Exercise description:
Restate, word for word, the lines from the opening line of the data through the line containing "use std::time::Duration;", both included, and nothing else.

Stored data:
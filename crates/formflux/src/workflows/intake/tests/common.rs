use std::collections::HashMap;
use std::path::Path;
use std::sync::atomic::{AtomicBool, AtomicU64, Ordering};
use std::sync::{Arc, Mutex};
use std::time::Duration;

use crate::workflows::documents::{CompilerConfig, DocumentCompiler, OutputArtifact};
use crate::workflows::intake::domain::{FieldDefinition, FormDefinition, SharedFieldPolicy};
use crate::workflows::intake::gateways::{
    AccessCodeList, AlertChannel, DispatchMetadata, DispatchReceipt, Dispatcher, RepositoryError,
    SessionId, SessionRepository,
};
use crate::workflows::intake::service::{IntakeService, IntakeSettings};
use crate::workflows::intake::session::{IntakeSession, SessionOptions};
use crate::workflows::intake::FormCatalog;
use crate::workflows::ledger::{LedgerError, SubmissionLog, SubmissionRecord};

pub(super) const ACCESS_CODE: &str = "FLUX-DEMO";
pub(super) const VISA: &str = "Visa Intake (Standard)";
pub(super) const RETAINER: &str = "Retainer Agreement";
pub(super) const PACKET: &str = "New Client Packet";

pub(super) const PNG_BYTES: &[u8] = &[0x89, b'P', b'N', b'G', 0x0D, 0x0A, 0x1A, 0x0A, 0, 0, 0, 0];
pub(super) const JPEG_BYTES: &[u8] = &[0xFF, 0xD8, 0xFF, 0xE0, 0, 0x10, b'J', b'F', b'I', b'F'];

pub(super) fn standard_catalog() -> Arc<FormCatalog> {
    Arc::new(FormCatalog::standard())
}

/// Two forms sharing `client_name`, plus the single-form `F` used for the name/over18 flow.
pub(super) fn shared_catalog() -> Arc<FormCatalog> {
    Arc::new(
        FormCatalog::from_forms(vec![
            FormDefinition {
                name: "F".to_string(),
                description: String::new(),
                fields: vec![
                    FieldDefinition::text("name", "Full name"),
                    FieldDefinition::checkbox("over18", "Are you over 18?"),
                ],
                template: None,
                recipient: "f@formflux.example".to_string(),
            },
            FormDefinition {
                name: "Intake".to_string(),
                description: String::new(),
                fields: vec![
                    FieldDefinition::text("client_name", "Client name"),
                    FieldDefinition::text("matter", "Describe the matter"),
                ],
                template: None,
                recipient: "intake@formflux.example".to_string(),
            },
            FormDefinition {
                name: "Engagement".to_string(),
                description: String::new(),
                fields: vec![
                    FieldDefinition::text("client_name", "Client name"),
                    FieldDefinition::radio("fee", "Fee arrangement", &["Flat Fee", "Hourly"]),
                ],
                template: None,
                recipient: "billing@formflux.example".to_string(),
            },
        ])
        .expect("fixture catalog is valid"),
    )
}

pub(super) fn session_for(
    catalog: Arc<FormCatalog>,
    forms: &[&str],
    policy: SharedFieldPolicy,
) -> IntakeSession {
    IntakeSession::new(
        catalog,
        SessionOptions {
            form_queue: forms.iter().map(|name| name.to_string()).collect(),
            authenticated: true,
            shared_fields: policy,
            ..SessionOptions::default()
        },
    )
    .expect("session builds")
}

pub(super) fn compiler(root: &Path) -> DocumentCompiler {
    DocumentCompiler::new(CompilerConfig {
        template_dir: root.join("templates"),
        output_dir: root.join("output"),
    })
}

/// Answer every question with `answers` in order and land on the biometrics stage.
pub(super) fn answer_all(session: &mut IntakeSession, answers: &[&str]) {
    session.start().expect("start");
    for answer in answers {
        session.advance(answer).expect("answer accepted");
    }
}

pub(super) fn output_files(root: &Path) -> Vec<String> {
    let mut names: Vec<String> = std::fs::read_dir(root.join("output"))
        .map(|entries| {
            entries
                .filter_map(Result::ok)
                .map(|entry| entry.file_name().to_string_lossy().into_owned())
                .collect()
        })
        .unwrap_or_default();
    names.sort();
    names
}

#[derive(Default)]
pub(super) struct MemorySessions {
    sessions: Mutex<HashMap<SessionId, IntakeSession>>,
    failing_updates: AtomicBool,
}

impl MemorySessions {
    pub(super) fn len(&self) -> usize {
        self.sessions.lock().unwrap().len()
    }

    pub(super) fn set_failing_updates(&self, failing: bool) {
        self.failing_updates.store(failing, Ordering::SeqCst);
    }
}

impl SessionRepository for MemorySessions {
    fn insert(&self, id: &SessionId, session: IntakeSession) -> Result<(), RepositoryError> {
        let mut guard = self.sessions.lock().unwrap();
        if guard.contains_key(id) {
            return Err(RepositoryError::Conflict);
        }
        guard.insert(id.clone(), session);
        Ok(())
    }

    fn update(&self, id: &SessionId, session: IntakeSession) -> Result<(), RepositoryError> {
        if self.failing_updates.load(Ordering::SeqCst) {
            return Err(RepositoryError::Unavailable("store offline".to_string()));
        }
        let mut guard = self.sessions.lock().unwrap();
        match guard.get_mut(id) {
            Some(slot) => {
                *slot = session;
                Ok(())
            }
            None => Err(RepositoryError::NotFound),
        }
    }

    fn fetch(&self, id: &SessionId) -> Result<Option<IntakeSession>, RepositoryError> {
        Ok(self.sessions.lock().unwrap().get(id).cloned())
    }

    fn remove(&self, id: &SessionId) -> Result<(), RepositoryError> {
        self.sessions
            .lock()
            .unwrap()
            .remove(id)
            .map(|_| ())
            .ok_or(RepositoryError::NotFound)
    }
}

#[derive(Debug, Clone, PartialEq, Eq)]
pub(super) struct SentDocument {
    pub(super) file_name: String,
    pub(super) recipient: String,
    pub(super) metadata: DispatchMetadata,
}

/// Dispatcher that records sends and can be switched into a failing mode.
#[derive(Default)]
pub(super) struct RecordingDispatcher {
    pub(super) sent: Mutex<Vec<SentDocument>>,
    failing: AtomicBool,
    delay_ms: AtomicU64,
}

impl RecordingDispatcher {
    pub(super) fn set_failing(&self, failing: bool) {
        self.failing.store(failing, Ordering::SeqCst);
    }

    /// Hold every send open for `delay`, like a slow mail relay.
    pub(super) fn set_delay(&self, delay: Duration) {
        self.delay_ms
            .store(delay.as_millis() as u64, Ordering::SeqCst);
    }

    pub(super) fn sent(&self) -> Vec<SentDocument> {
        self.sent.lock().unwrap().clone()
    }
}

impl Dispatcher for RecordingDispatcher {
    fn send(
        &self,
        document: &OutputArtifact,
        recipient: &str,
        metadata: &DispatchMetadata,
    ) -> DispatchReceipt {
        let delay = self.delay_ms.load(Ordering::SeqCst);
        if delay > 0 {
            std::thread::sleep(Duration::from_millis(delay));
        }
        if self.failing.load(Ordering::SeqCst) {
            return DispatchReceipt::failed("relay refused connection");
        }
        self.sent.lock().unwrap().push(SentDocument {
            file_name: document.file_name(),
            recipient: recipient.to_string(),
            metadata: metadata.clone(),
        });
        DispatchReceipt::sent("queued")
    }
}

#[derive(Default)]
pub(super) struct RecordingAlerts {
    pub(super) alerts: Mutex<Vec<(String, String)>>,
}

impl AlertChannel for RecordingAlerts {
    fn send(
        &self,
        _document: &OutputArtifact,
        recipient: &str,
        metadata: &DispatchMetadata,
    ) -> DispatchReceipt {
        self.alerts
            .lock()
            .unwrap()
            .push((recipient.to_string(), metadata.client_name.clone()));
        DispatchReceipt::sent("sms queued")
    }
}

#[derive(Default)]
pub(super) struct MemoryLog {
    pub(super) entries: Mutex<Vec<SubmissionRecord>>,
}

impl SubmissionLog for MemoryLog {
    fn record(&self, entry: SubmissionRecord) -> Result<(), LedgerError> {
        self.entries.lock().unwrap().push(entry);
        Ok(())
    }

    fn entries(&self) -> Result<Vec<SubmissionRecord>, LedgerError> {
        Ok(self.entries.lock().unwrap().clone())
    }
}

pub(super) type TestService =
    IntakeService<MemorySessions, RecordingDispatcher, RecordingAlerts, MemoryLog>;

pub(super) struct Harness {
    pub(super) service: Arc<TestService>,
    pub(super) sessions: Arc<MemorySessions>,
    pub(super) dispatcher: Arc<RecordingDispatcher>,
    pub(super) alerts: Arc<RecordingAlerts>,
    pub(super) log: Arc<MemoryLog>,
}

pub(super) fn harness(root: &Path, catalog: Arc<FormCatalog>, settings: IntakeSettings) -> Harness {
    let sessions = Arc::new(MemorySessions::default());
    let dispatcher = Arc::new(RecordingDispatcher::default());
    let alerts = Arc::new(RecordingAlerts::default());
    let log = Arc::new(MemoryLog::default());

    let service = IntakeService::new(
        catalog,
        compiler(root),
        Arc::clone(&sessions),
        Arc::clone(&dispatcher),
        Arc::clone(&alerts),
        Arc::clone(&log),
        settings,
    )
    .with_authenticator(Arc::new(AccessCodeList::new([ACCESS_CODE])));

    Harness {
        service: Arc::new(service),
        sessions,
        dispatcher,
        alerts,
        log,
    }
}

Result of the task:
filename crates/formflux/src/workflows/intake/tests/common.rs
use std::collections::HashMap;
use std::path::Path;
use std::sync::atomic::{AtomicBool, AtomicU64, Ordering};
use std::sync::{Arc, Mutex};
use std::time::Duration;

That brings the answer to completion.